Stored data
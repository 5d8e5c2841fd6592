use chrono::{DateTime, Utc};
use serde::Serialize;

use crate::application::monitoring::PerfReport;
use crate::application::reconcile::ReconcileOutcome;
use crate::application::session::{ComparisonSession, DiffCounts, VisibilityFilter};
use crate::domain::{
    changes::ApplyReceipt,
    comparison::ComparisonResult,
    decision::{Decision, PendingDecisions},
};

/// What the writers render: one comparison, the decisions taken against it
/// and, after a save, the outcome.
#[derive(Debug, Clone, Serialize)]
pub struct ComparisonReport {
    pub generated_at: DateTime<Utc>,
    pub operator: String,
    pub filter: VisibilityFilter,
    pub counts: DiffCounts,
    pub comparison: ComparisonResult,
    #[serde(skip_serializing_if = "Vec::is_empty")]
    pub pending: Vec<Decision>,
    #[serde(skip_serializing_if = "Option::is_none")]
    pub outcome: Option<ReconcileOutcome>,
    #[serde(skip_serializing_if = "Option::is_none")]
    pub receipt: Option<ApplyReceipt>,
    #[serde(skip_serializing_if = "Option::is_none")]
    pub perf: Option<PerfReport>,
}

impl ComparisonReport {
    pub fn new(operator: impl Into<String>, comparison: ComparisonResult, counts: DiffCounts) -> Self {
        Self {
            generated_at: Utc::now(),
            operator: operator.into(),
            filter: VisibilityFilter::default(),
            counts,
            comparison,
            pending: Vec::new(),
            outcome: None,
            receipt: None,
            perf: None,
        }
    }

    /// Snapshot of whatever comparison the session currently shows.
    pub fn from_session(session: &ComparisonSession, filter: VisibilityFilter) -> Option<Self> {
        let comparison = session.comparison()?.clone();
        let mut report = Self::new(session.operator().name.clone(), comparison, session.counts(filter));
        report.filter = filter;
        report.receipt = session.last_receipt().cloned();
        if let Some(pending) = session.pending() {
            report = report.with_pending(pending);
        }
        Some(report)
    }

    pub fn with_pending(mut self, pending: &PendingDecisions) -> Self {
        self.pending = pending.iter().cloned().collect();
        self
    }

    pub fn with_outcome(mut self, outcome: ReconcileOutcome) -> Self {
        self.outcome = Some(outcome);
        self
    }

    pub fn with_perf(mut self, perf: PerfReport) -> Self {
        self.perf = Some(perf);
        self
    }

    /// `<customer>_<timestamp>`, used for output file names.
    pub fn file_stem(&self) -> String {
        format!(
            "{}_{}",
            self.comparison.customer_id,
            self.generated_at.format("%Y%m%d_%H%M%S")
        )
    }
}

• _To do_: Show the lines of the data that hold the word "ReconcileOutcome".

• _The completed task_:
use crate::application::reconcile::ReconcileOutcome;
    pub outcome: Option<ReconcileOutcome>,
    pub fn with_outcome(mut self, outcome: ReconcileOutcome) -> Self {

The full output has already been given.